A adequação do sistema de gestão de resíduos de equipamentos eléctricos e electrónicos resultaria diminuída se não fossem simultaneamente estabelecidas regras destinadas a prevenir a geração de resíduos e a redução das substâncias perigosas neles contidas. Assim, o presente diploma transpõe também, para a ordem jurídica interna, a Directiva n.º 2002/95/CE, do Parlamento Europeu e do Conselho, de 27 de Janeiro de 2003.

As regras relativas à gestão de resíduos de equipamentos eléctricos e electrónicos visam abranger quaisquer resíduos independentemente de quem tenha sido o último utilizador.

Apesar disso, tem-se em especial consideração a gestão dos resíduos provenientes de particulares dado o seu volume e dispersão. Aos utilizadores de equipamentos eléctricos e electrónicos do sector doméstico é assegurada a possibilidade de entregarem os respectivos resíduos sem encargos. Para tal determina-se a organização de sistemas de recolha selectiva, estruturados segundo regras de proximidade territorial e de fácil acesso.

Todos os intervenientes no ciclo de vida dos equipamentos eléctricos e electrónicos são co-responsáveis pela gestão dos respectivos resíduos. As exigências de um comportamento ambiental adequado impõem a responsabilização de todos os operadores: produtores, distribuidores, empresas de recolha, armazenamento, transporte e tratamento, detentores particulares, profissionais e institucionais, entidades públicas. Naturalmente, os níveis e graus de responsabilidade são diversos.

Cada produtor é responsável pelo financiamento da gestão dos resíduos provenientes dos seus próprios produtos.

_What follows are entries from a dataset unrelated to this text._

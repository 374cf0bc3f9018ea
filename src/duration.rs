//! Duration parsing for the two encodings search results use
//!
//! Durations arrive either ISO-8601 style (`PT7H25M`) or human readable
//! (`7h 25m`). Parsing is lenient: whatever cannot be read contributes zero.

use regex::Regex;
use std::sync::OnceLock;

/// Result of classifying a duration string
#[derive(Debug, Clone, Copy, PartialEq)]
pub enum ParsedDuration {
    /// `PT` prefixed, `<digits>H` / `<digits>M` tokens
    Iso8601 { hours: f64, minutes: f64 },
    /// `<digits>h` / `<digits>m` tokens
    Human { hours: f64, minutes: f64 },
    /// Absent, empty, or no recognizable token
    Unparseable,
}

impl ParsedDuration {
    /// Fractional hours; `Unparseable` counts as zero.
    pub fn hours(&self) -> f64 {
        match *self {
            ParsedDuration::Iso8601 { hours, minutes } | ParsedDuration::Human { hours, minutes } => {
                hours + minutes / 60.0
            }
            ParsedDuration::Unparseable => 0.0,
        }
    }
}

fn iso_hours_re() -> &'static Regex {
    static RE: OnceLock<Regex> = OnceLock::new();
    RE.get_or_init(|| Regex::new(r"(\d+)H").expect("valid ISO hours pattern"))
}

fn iso_minutes_re() -> &'static Regex {
    static RE: OnceLock<Regex> = OnceLock::new();
    RE.get_or_init(|| Regex::new(r"(\d+)M").expect("valid ISO minutes pattern"))
}

fn human_hours_re() -> &'static Regex {
    static RE: OnceLock<Regex> = OnceLock::new();
    RE.get_or_init(|| Regex::new(r"(\d+)h").expect("valid hours pattern"))
}

fn human_minutes_re() -> &'static Regex {
    static RE: OnceLock<Regex> = OnceLock::new();
    RE.get_or_init(|| Regex::new(r"(\d+)m").expect("valid minutes pattern"))
}

// Digit runs too long for an integer still keep their magnitude
fn capture_number(re: &Regex, text: &str) -> Option<f64> {
    re.captures(text)
        .and_then(|caps| caps.get(1))
        .and_then(|m| m.as_str().parse::<f64>().ok())
}

/// Classify a duration string. ISO is tried first, then the human form.
pub fn parse_duration(duration: Option<&str>) -> ParsedDuration {
    let text = match duration.map(str::trim) {
        Some(text) if !text.is_empty() => text,
        _ => return ParsedDuration::Unparseable,
    };

    if text.starts_with("PT") {
        return ParsedDuration::Iso8601 {
            hours: capture_number(iso_hours_re(), text).unwrap_or(0.0),
            minutes: capture_number(iso_minutes_re(), text).unwrap_or(0.0),
        };
    }

    match (
        capture_number(human_hours_re(), text),
        capture_number(human_minutes_re(), text),
    ) {
        (None, None) => ParsedDuration::Unparseable,
        (hours, minutes) => ParsedDuration::Human {
            hours: hours.unwrap_or(0.0),
            minutes: minutes.unwrap_or(0.0),
        },
    }
}

/// Fractional hours for a duration string, 0 when absent or unreadable
pub fn duration_hours(duration: Option<&str>) -> f64 {
    parse_duration(duration).hours()
}

/// Split fractional hours into whole hours and rounded minutes.
///
/// A remainder that rounds to 60 minutes is carried into the hour.
pub fn split_hours(hours: f64) -> (u64, u64) {
    let hours = if hours.is_finite() { hours.abs() } else { 0.0 };
    let mut whole = hours.floor() as u64;
    let mut minutes = ((hours - hours.floor()) * 60.0).round() as u64;
    if minutes >= 60 {
        whole += 1;
        minutes -= 60;
    }
    (whole, minutes)
}

/// Render an ISO duration (`PT3H30M`) as `3h 30m`.
///
/// Empty input renders as `N/A`; anything that is not ISO is returned as is.
pub fn format_iso_duration(duration: &str) -> String {
    let trimmed = duration.trim();
    if trimmed.is_empty() {
        return "N/A".to_string();
    }
    match parse_duration(Some(trimmed)) {
        ParsedDuration::Iso8601 { hours, minutes } => format!("{}h {}m", hours, minutes),
        _ => trimmed.to_string(),
    }
}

Os produtores podem optar, livremente, por assumir as suas obrigações individualmente - mediante a prestação de garantias financeiras que assegurem que os custos da gestão dos resíduos dos seus produtos não recaiam sobre a sociedade ou os restantes produtores - ou colectivamente mediante adesão a um sistema integrado para o qual podem transferir a sua responsabilidade.

Foram ouvidos a Associação Nacional de Municípios Portugueses, a Associação dos Industriais Metalúrgicos, Metalomecânicos e Afins de Portugal (AIMMAP), a Associação Empresarial de Portugal (AEP), a Associação Industrial Portuguesa (AIP), a Associação Portuguesa das Empresas de Distribuição (APED), a Associação Portuguesa das Empresas do Sector Eléctrico e Electrónico (ANIMEE), a Associação Portuguesa dos Grossistas e Importadores de Material Eléctrico, Electrónico, Electrodoméstico, Fotográfico e de Relojoaria (AGEFE), a Associação Portuguesa da Indústria da Refrigeração e Ar Condicionado (APIRAC) e os órgãos de governo próprio das RegiõesAutónomas.

Assim: Nos termos da alínea a) do n.º 1 do artigo 198.º da Constituição, o Governo decreta o seguinte: CAPÍTULO I Disposições gerais Artigo 1.º Objecto 1 - O presente diploma estabelece o regime jurídico a que fica sujeita a gestão de resíduos de equipamentos eléctricos e electrónicos (REEE), com o objectivo prioritário de prevenir a sua produção e, subsequentemente, promover a reutilização, a reciclagem e outras formas de valorização, de forma a reduzir a quantidade e o carácter nocivo de resíduos a eliminar, contribuindo para melhorar o comportamento ambiental de todos os operadores envolvidos no ciclo de vida destes equipamentos.

2 - O presente diploma transpõe para a ordem jurídica interna a Directiva n.º 2002/95/CE, do Parlamento Europeu e do Conselho, de 27 de Janeiro de 2003, e a Directiva n.º 2002/96/CE, do Parlamento Europeu e do Conselho, de 27 de Janeiro de 2003, alterada pela Directiva n.º 2003/108/CE, do Parlamento Europeu e do Conselho, de 8 de Dezembro.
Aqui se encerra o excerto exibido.